L’agent judicaire de l’Etat et le Ministère Public estiment qu’il y a lieu de rejeter cette demande indemnitaire qui n’est absolument pas justifiée.
En l’espèce, il ressort des pièces produites aux débats que M. [N] était sans emploi depuis près de deux ans au jour de son placement en détention provisoire et qu’il n’avait jamais exercé une activité professionnelle stable puisqu’il avait été licencié au bout de deux semaines dans le café turc à [Localité 10] dans lequel il travaillait en qualité de serveur. Il ne justifie par ailleurs d’aucune qualification professionnelle et il a quitté l’école en 4e sans aucun diplôme. Le requérant reconnaissait lui-même avoir de revenus non déclarés issus de travaux dans le domaine du bâtiment ou dans le trafic de produits stupéfiants. M. [N] ne justifie pas d’avantage avoir exercé une activité professionnelle à l’issue de sa remise en liberté. C’est ainsi que la perte de chance alléguée ne peut être considérée comme sérieuse au sens de la jurisprudence et la demande indemnitaire sollicitée à ce titre sera rejetée.

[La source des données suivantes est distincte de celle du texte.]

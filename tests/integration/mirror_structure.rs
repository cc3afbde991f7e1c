//! Integration tests for tree mirroring

use crate::integration::test_utils::{relative_files, write_tree};
use human_writer::mirror::path::absolutize;
use human_writer::mirror::walker::WalkerConfig;
use human_writer::mirror::Mirror;
use std::collections::BTreeSet;
use std::fs;
use std::path::PathBuf;
use tempfile::TempDir;

/// Test that the placeholder set equals the source file set
#[test]
fn test_placeholders_match_source_files() {
    let temp_dir = TempDir::new().unwrap();
    let source = temp_dir.path().join("source");
    let target = temp_dir.path().join("target");
    write_tree(
        &source,
        &[
            ("Cargo.toml", "[package]\n"),
            ("src/lib.rs", "pub mod a;\n"),
            ("src/a/mod.rs", ""),
            ("docs/guide/intro.md", "# Intro\n"),
            (".hidden", "x"),
        ],
    );
    fs::create_dir_all(source.join("empty_dir")).unwrap();

    let mirror = Mirror::new(absolutize(&source).unwrap(), absolutize(&target).unwrap()).unwrap();
    let tasks = mirror.plan();
    mirror.create_placeholders(&tasks).unwrap();

    assert_eq!(relative_files(&target), relative_files(&source));
    for task in &tasks {
        assert_eq!(fs::metadata(&task.target_path).unwrap().len(), 0);
    }
    // Empty directories produce no tasks and are not recreated.
    assert!(!target.join("empty_dir").exists());
}

/// Test that planned relative paths are the same set regardless of ordering
#[test]
fn test_unsorted_walk_yields_same_set() {
    let temp_dir = TempDir::new().unwrap();
    let source = temp_dir.path().join("source");
    write_tree(&source, &[("b.txt", "b"), ("a/c.txt", "c"), ("a.txt", "a")]);

    let sorted = Mirror::new(source.clone(), temp_dir.path().join("t1"))
        .unwrap()
        .plan();
    let unsorted = Mirror::with_config(
        source.clone(),
        temp_dir.path().join("t2"),
        WalkerConfig {
            sort_entries: false,
            ..WalkerConfig::default()
        },
    )
    .unwrap()
    .plan();

    let set = |tasks: &[human_writer::mirror::FileTask]| -> BTreeSet<PathBuf> {
        tasks.iter().map(|t| t.relative_path.clone()).collect()
    };
    assert_eq!(set(&sorted), set(&unsorted));
    assert_eq!(
        sorted.iter().map(|t| t.relative_path.clone()).collect::<Vec<_>>(),
        vec![
            PathBuf::from("a/c.txt"),
            PathBuf::from("a.txt"),
            PathBuf::from("b.txt")
        ]
    );
}

/// Test that an unreadable subdirectory is skipped while siblings are kept
#[cfg(unix)]
#[test]
fn test_unreadable_directory_is_skipped() {
    use crate::integration::test_utils::{lock_dir, unlock_dir};

    let temp_dir = TempDir::new().unwrap();
    let source = temp_dir.path().join("source");
    write_tree(
        &source,
        &[("locked/secret.txt", "s"), ("open/visible.txt", "v"), ("top.txt", "t")],
    );

    let locked = source.join("locked");
    if !lock_dir(&locked) {
        unlock_dir(&locked);
        eprintln!("skipping: permissions are not enforced for this user");
        return;
    }

    let tasks = Mirror::new(source.clone(), temp_dir.path().join("target"))
        .unwrap()
        .plan();
    unlock_dir(&locked);

    let relative: Vec<PathBuf> = tasks.iter().map(|t| t.relative_path.clone()).collect();
    assert_eq!(
        relative,
        vec![PathBuf::from("open/visible.txt"), PathBuf::from("top.txt")]
    );
}

/// Test that an entry the walker fails on is skipped while siblings are kept
///
/// A symlink loop errors whatever the user's privileges are.
#[cfg(unix)]
#[test]
fn test_walk_error_entry_is_skipped() {
    let temp_dir = TempDir::new().unwrap();
    let source = temp_dir.path().join("source");
    write_tree(&source, &[("loop/inner.txt", "i"), ("open/visible.txt", "v")]);
    std::os::unix::fs::symlink(source.join("loop"), source.join("loop").join("again")).unwrap();

    let config = WalkerConfig {
        follow_symlinks: true,
        sort_entries: true,
    };
    let tasks = Mirror::with_config(source, temp_dir.path().join("target"), config)
        .unwrap()
        .plan();

    let relative: Vec<PathBuf> = tasks.iter().map(|t| t.relative_path.clone()).collect();
    assert_eq!(
        relative,
        vec![PathBuf::from("loop/inner.txt"), PathBuf::from("open/visible.txt")]
    );
}

/// Test that planning never writes to the target
#[test]
fn test_plan_is_side_effect_free() {
    let temp_dir = TempDir::new().unwrap();
    let source = temp_dir.path().join("source");
    let target = temp_dir.path().join("target");
    write_tree(&source, &[("a/b/c.txt", "c")]);

    let tasks = Mirror::new(source, target.clone()).unwrap().plan();
    assert_eq!(tasks.len(), 1);
    assert!(!target.exists());
}
//! Logging System
//!
//! Structured logging implementation using the `tracing` crate. Provides configurable
//! log levels, output formats, and destinations.

use crate::error::RunError;
use serde::{Deserialize, Serialize};
use std::collections::HashMap;
use std::path::PathBuf;
use tracing_subscriber::fmt::time::ChronoUtc;
use tracing_subscriber::fmt::writer::BoxMakeWriter;
use tracing_subscriber::{fmt, layer::SubscriberExt, util::SubscriberInitExt, EnvFilter, Registry};

/// Logging configuration
#[derive(Debug, Clone, PartialEq, Serialize, Deserialize)]
pub struct LoggingConfig {
    /// Turn logging off entirely
    #[serde(default = "default_true")]
    pub enabled: bool,

    /// Log level: trace, debug, info, warn, error, off
    #[serde(default = "default_log_level")]
    pub level: String,

    /// Output format: json, text (default: text)
    #[serde(default = "default_format")]
    pub format: String,

    /// Output destination: stdout, stderr, file
    #[serde(default = "default_output")]
    pub output: String,

    /// Log file path (if output is "file"); defaults to the platform state directory
    #[serde(default)]
    pub file: Option<PathBuf>,

    /// Enable colored output (text format only, stdout/stderr only)
    #[serde(default = "default_true")]
    pub color: bool,

    /// Module-specific log levels
    #[serde(default)]
    pub modules: HashMap<String, String>,
}

fn default_log_level() -> String {
    "warn".to_string()
}

fn default_format() -> String {
    "text".to_string()
}

fn default_output() -> String {
    "stderr".to_string()
}

fn default_true() -> bool {
    true
}

impl Default for LoggingConfig {
    fn default() -> Self {
        Self {
            enabled: default_true(),
            level: default_log_level(),
            format: default_format(),
            output: default_output(),
            file: None,
            color: default_true(),
            modules: HashMap::new(),
        }
    }
}

/// Default log file: `<state dir>/human-writer/human-writer.log`
pub fn default_log_file_path() -> Option<PathBuf> {
    let dirs = directories::ProjectDirs::from("", "", "human-writer")?;
    let base = dirs
        .state_dir()
        .map(|p| p.to_path_buf())
        .unwrap_or_else(|| dirs.data_local_dir().to_path_buf());
    Some(base.join("human-writer.log"))
}

/// Initialize the logging system
///
/// Priority order (highest to lowest):
/// 1. Environment variables (HUMAN_WRITER_LOG, HUMAN_WRITER_LOG_FORMAT, etc.)
/// 2. The given configuration (CLI flags already folded in)
/// 3. Defaults
pub fn init_logging(config: &LoggingConfig) -> Result<(), RunError> {
    if !config.enabled {
        return Ok(());
    }

    let filter = build_env_filter(config)?;
    let format = determine_format(config)?;
    let output = determine_output(config)?;

    let (writer, ansi): (BoxMakeWriter, bool) = match output {
        Output::Stdout => (BoxMakeWriter::new(std::io::stdout), config.color),
        Output::Stderr => (BoxMakeWriter::new(std::io::stderr), config.color),
        Output::File => {
            let log_file = config
                .file
                .clone()
                .or_else(default_log_file_path)
                .ok_or_else(|| {
                    RunError::Config("No log file path could be determined".to_string())
                })?;
            if let Some(parent) = log_file.parent() {
                std::fs::create_dir_all(parent).map_err(|e| {
                    RunError::Config(format!("Failed to create log directory: {}", e))
                })?;
            }
            let file = std::fs::OpenOptions::new()
                .create(true)
                .append(true)
                .open(&log_file)
                .map_err(|e| {
                    RunError::Config(format!("Failed to open log file {:?}: {}", log_file, e))
                })?;
            (BoxMakeWriter::new(std::sync::Mutex::new(file)), false)
        }
    };

    let base_subscriber = Registry::default().with(filter);
    let result = if format == "json" {
        base_subscriber
            .with(
                fmt::layer()
                    .json()
                    .with_target(true)
                    .with_timer(ChronoUtc::rfc_3339())
                    .with_writer(writer),
            )
            .try_init()
    } else {
        base_subscriber
            .with(
                fmt::layer()
                    .with_target(true)
                    .with_timer(ChronoUtc::rfc_3339())
                    .with_ansi(ansi)
                    .with_writer(writer),
            )
            .try_init()
    };

    result.map_err(|e| RunError::Config(format!("Failed to install logger: {}", e)))
}

/// Build environment filter from config or environment variables
fn build_env_filter(config: &LoggingConfig) -> Result<EnvFilter, RunError> {
    if let Ok(filter) = EnvFilter::try_from_env("HUMAN_WRITER_LOG") {
        return Ok(filter);
    }

    if config.level == "off" {
        return Ok(EnvFilter::new("off"));
    }

    let mut filter = EnvFilter::new(&config.level);

    for (module, module_level) in &config.modules {
        let directive = format!("{}={}", module, module_level);
        filter = filter.add_directive(
            directive
                .parse()
                .map_err(|e| RunError::Config(format!("Invalid log directive: {}", e)))?,
        );
    }

    if let Ok(modules_str) = std::env::var("HUMAN_WRITER_LOG_MODULES") {
        for module_spec in modules_str.split(',') {
            let parts: Vec<&str> = module_spec.split('=').collect();
            if parts.len() == 2 {
                let directive = format!("{}={}", parts[0].trim(), parts[1].trim());
                filter = filter.add_directive(directive.parse().map_err(|e| {
                    RunError::Config(format!("Invalid log directive from env: {}", e))
                })?);
            }
        }
    }

    Ok(filter)
}

/// Determine output format from config or environment
fn determine_format(config: &LoggingConfig) -> Result<String, RunError> {
    if let Ok(format) = std::env::var("HUMAN_WRITER_LOG_FORMAT") {
        if format == "json" || format == "text" {
            return Ok(format);
        }
    }

    validate_format(&config.format)?;
    Ok(config.format.clone())
}

fn validate_format(format: &str) -> Result<(), RunError> {
    if format != "json" && format != "text" {
        return Err(RunError::Config(format!(
            "Invalid log format: {} (must be 'json' or 'text')",
            format
        )));
    }
    Ok(())
}

/// Output destination
#[derive(Debug, Clone, Copy, PartialEq, Eq)]
enum Output {
    Stdout,
    Stderr,
    File,
}

/// Determine output destination from config or environment
fn determine_output(config: &LoggingConfig) -> Result<Output, RunError> {
    if let Ok(output) = std::env::var("HUMAN_WRITER_LOG_OUTPUT") {
        return parse_output(&output);
    }
    parse_output(&config.output)
}

fn parse_output(output: &str) -> Result<Output, RunError> {
    match output {
        "stdout" => Ok(Output::Stdout),
        "stderr" => Ok(Output::Stderr),
        "file" => Ok(Output::File),
        _ => Err(RunError::Config(format!(
            "Invalid log output: {} (must be 'stdout', 'stderr', or 'file')",
            output
        ))),
    }
}
//! Folder selection
//!
//! A run asks for two folders, source first. Either prompt can be
//! cancelled, which ends the run before anything is written.

use crate::error::RunError;
use dialoguer::Input;
use std::path::{Path, PathBuf};

/// Which folder a prompt is asking for
#[derive(Debug, Clone, Copy, PartialEq, Eq)]
pub enum FolderRole {
    Source,
    Target,
}

impl FolderRole {
    pub fn label(self) -> &'static str {
        match self {
            FolderRole::Source => "Select Source Folder",
            FolderRole::Target => "Select Target Folder",
        }
    }

    pub fn cancelled_message(self) -> &'static str {
        match self {
            FolderRole::Source => "Source folder selection cancelled.",
            FolderRole::Target => "Target folder selection cancelled.",
        }
    }
}

/// Supplies the source and target folders. `Ok(None)` means the user cancelled.
pub trait FolderPicker {
    fn pick(&mut self, role: FolderRole) -> Result<Option<PathBuf>, RunError>;
}

/// Asks on the terminal. An empty answer cancels.
#[derive(Debug, Default)]
pub struct InteractivePicker;

impl FolderPicker for InteractivePicker {
    fn pick(&mut self, role: FolderRole) -> Result<Option<PathBuf>, RunError> {
        let answer: String = Input::new()
            .with_prompt(format!("{} (leave empty to cancel)", role.label()))
            .allow_empty(true)
            .validate_with(move |input: &String| -> Result<(), String> {
                let input = input.trim();
                if input.is_empty() || role == FolderRole::Target || Path::new(input).is_dir() {
                    Ok(())
                } else {
                    Err(format!("{} is not a folder", input))
                }
            })
            .interact_text()
            .map_err(|e| RunError::Prompt(e.to_string()))?;

        let answer = answer.trim();
        Ok((!answer.is_empty()).then(|| PathBuf::from(answer)))
    }
}

/// Uses folders given up front, deferring to `fallback` for any that are missing.
///
/// Without a fallback a missing folder counts as a cancelled prompt.
pub struct PresetPicker {
    source: Option<PathBuf>,
    target: Option<PathBuf>,
    fallback: Option<Box<dyn FolderPicker>>,
}

impl PresetPicker {
    pub fn new(source: Option<PathBuf>, target: Option<PathBuf>) -> Self {
        Self {
            source,
            target,
            fallback: None,
        }
    }

    pub fn with_fallback(mut self, fallback: Box<dyn FolderPicker>) -> Self {
        self.fallback = Some(fallback);
        self
    }
}

impl FolderPicker for PresetPicker {
    fn pick(&mut self, role: FolderRole) -> Result<Option<PathBuf>, RunError> {
        let preset = match role {
            FolderRole::Source => self.source.take(),
            FolderRole::Target => self.target.take(),
        };
        match (preset, self.fallback.as_mut()) {
            (Some(path), _) => Ok(Some(path)),
            (None, Some(fallback)) => fallback.pick(role),
            (None, None) => Ok(None),
        }
    }
}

Il serait inéquitable de laisser à la charge de M. [N] ses frais irrépétibles et il lui sera alloué une somme de 2 000 euros sur le fondement de l’article 700 du code de procédure civile.
PAR CES MOTIFS
DÉCLARONS la requête de M.[J] [N] recevable ;
ALLOUONS la somme suivante à M.[J] [N] :
94 000 euros en réparation de son préjudice moral
2 000 euros sur le fondement de l’article 700 du code de procédure civile ;
DÉBOUTONS M. [J] [N] du surplus de ses demandes ;
LAISSONS les dépens à la charge de l’Etat.
Décision rendue le 14 Avril 2026 par mise à disposition de l’arrêt au greffe de la Cour, les parties en ayant été préalablement avisées dans les conditions prévues au deuxième alinéa de l’article 450 du code de procédure civile.